Add more vegetables: This dish welcomes extra produce. Water chestnuts add a satisfying crunch similar to what you find in a Shrimp Subgum style dish. Snap peas, baby corn, or mushrooms all work wonderfully here.
Adjust the heat: For a gentler version, seed your dried chilies and use half the chili garlic sauce. For a truly spicy Kung Pao shrimp experience, keep the seeds and add a pinch of Sichuan peppercorn for that classic numbing tingle.
Make-Ahead Tip: The Kung Pao sauce can be whisked together and stored in the fridge for up to one week. On busy nights, having that sauce ready to go means dinner is on the table in under 20 minutes.
This dish is most at home over a bowl of fluffy steamed jasmine rice, which soaks up every drop of that incredible sauce. It is also fantastic alongside lo mein noodles or tucked into lettuce cups for a lighter, fresh presentation.
For a full spread, pair it with a simple cucumber salad dressed in rice vinegar and sesame oil, or a quick miso soup on the side. The contrast of cool, crisp cucumber against the warm, spicy shrimp is genuinely wonderful.
Garnish with extra sliced green onions, a few more peanuts, and a drizzle of sesame oil right before serving for that restaurant-worthy finish.
Ready to bring this bold, crunchy, saucy Kung Pao Shrimp dish to life? Here is everything you need:

This bold and fiery Kung Pao Shrimp recipe delivers tender prawns, crunchy peanuts, and a glossy, spicy-sweet sauce in just 30 minutes. Better than takeout and completely irresistible.
Pat the shrimp completely dry with paper towels. This is the single most important step for getting a good sear rather than steaming the shrimp in the wok.
In a small bowl, whisk together the soy sauce, rice vinegar, hoisin sauce, chili garlic sauce, sesame oil, and sugar. Set the Kung Pao sauce aside.
In a separate small bowl, mix the cornstarch with 1 tablespoon of cold water until smooth to form your slurry. Set aside.
Heat 1 tablespoon of vegetable oil in a large wok or heavy skillet over high heat until shimmering and just starting to smoke.
Add the dried red chilies to the hot oil and stir-fry for 30 seconds until they begin to darken and smell fragrant. Be careful not to burn them.
Add the shrimp in a single layer. Sear for 1 to 2 minutes per side until pink and just cooked through. Transfer the shrimp to a clean plate and set aside.
Add the remaining tablespoon of oil to the wok. Add the white parts of the green onions, garlic, and ginger. Stir-fry for 30 to 45 seconds until very fragrant.
Add the diced red bell pepper and zucchini. Stir-fry for 2 to 3 minutes until slightly tender but still crisp.
Pour the Kung Pao sauce over the vegetables and stir to coat. Bring the sauce to a simmer.

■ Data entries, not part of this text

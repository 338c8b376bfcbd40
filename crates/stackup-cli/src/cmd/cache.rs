use clap::Subcommand;
use stackup_core::cache::{ActionCache, CacheEntry};
use stackup_core::config::StackConfig;
use stackup_core::paths;

const TIMESTAMP_FORMAT: &str = "%Y-%m-%d %H:%M:%S";

#[derive(Subcommand)]
pub enum CacheSubcommand {
    /// List completed one-time actions, oldest first
    List,
}

pub fn run(config: &StackConfig, subcommand: CacheSubcommand, json: bool) -> anyhow::Result<()> {
    match subcommand {
        CacheSubcommand::List => list(config, json),
    }
}

fn list(config: &StackConfig, json: bool) -> anyhow::Result<()> {
    let path = paths::action_cache_path(config);
    // Listing never creates a cache on an unprovisioned volume.
    let entries = if path.exists() {
        ActionCache::open(&path)?.entries()?
    } else {
        Vec::new()
    };

    if json {
        println!("{}", serde_json::to_string_pretty(&entries)?);
        return Ok(());
    }
    if entries.is_empty() {
        println!("No completed actions.");
        return Ok(());
    }
    print!("{}", render_table(&entries));
    Ok(())
}

/// Two columns; the timestamp column has a fixed width.
fn render_table(entries: &[CacheEntry]) -> String {
    let width = "YYYY-MM-DD HH:MM:SS".len();
    let mut out = format!("{:width$}  ACTION\n", "COMPLETED");
    out.push_str(&format!("{}  {}\n", "-".repeat(width), "-".repeat(6)));
    for entry in entries {
        out.push_str(&format!(
            "{}  {}\n",
            entry.completed_at.format(TIMESTAMP_FORMAT),
            entry.action
        ));
    }
    out
}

Stir in the cornstarch slurry and cook for 30 to 60 seconds, stirring constantly, until the sauce thickens and becomes glossy.

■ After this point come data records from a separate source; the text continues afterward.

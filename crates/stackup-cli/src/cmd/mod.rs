pub mod cache;
pub mod inichange;
pub mod marker;
pub mod server;
pub mod shell;

use stackup_core::pipeline::Handoff;

/// Exec the handoff command, or just report it when `dry` is set.
pub fn hand_off(handoff: Handoff, dry: bool) -> anyhow::Result<()> {
    if dry {
        println!("{}", handoff.command());
        return Ok(());
    }
    Err(anyhow::Error::new(handoff.exec()).context(format!("failed to exec {}", handoff.command())))
}
use anyhow::Context;
use stackup_core::config::StackConfig;
use stackup_core::pipeline::{MarkerOptions, Pipeline};

pub fn run(config: StackConfig, opts: &MarkerOptions, no_handoff: bool) -> anyhow::Result<()> {
    let handoff = Pipeline::new(config)
        .run_marker(opts)
        .context("marker provisioning failed")?;
    super::hand_off(handoff, no_handoff)
}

Return the cooked shrimp to the wok and toss everything together to coat evenly in the sauce.
Remove from heat. Stir in the roasted peanuts and the green parts of the scallions.
Serve immediately over steamed rice or alongside your favorite noodles.
Leftover Kung Pao Shrimp stores well in an airtight container in the refrigerator for up to 3 days. For reheating, a hot skillet over medium-high heat for 2 to 3 minutes works far better than a microwave, which tends to make shrimp rubbery. Add a small splash of water or soy sauce to loosen the sauce as it heats.
This recipe is also a natural fit for meal prep. Cook a double batch of the sauce and store it separately, then stir-fry fresh shrimp in minutes whenever you need a fast, satisfying dinner during the week.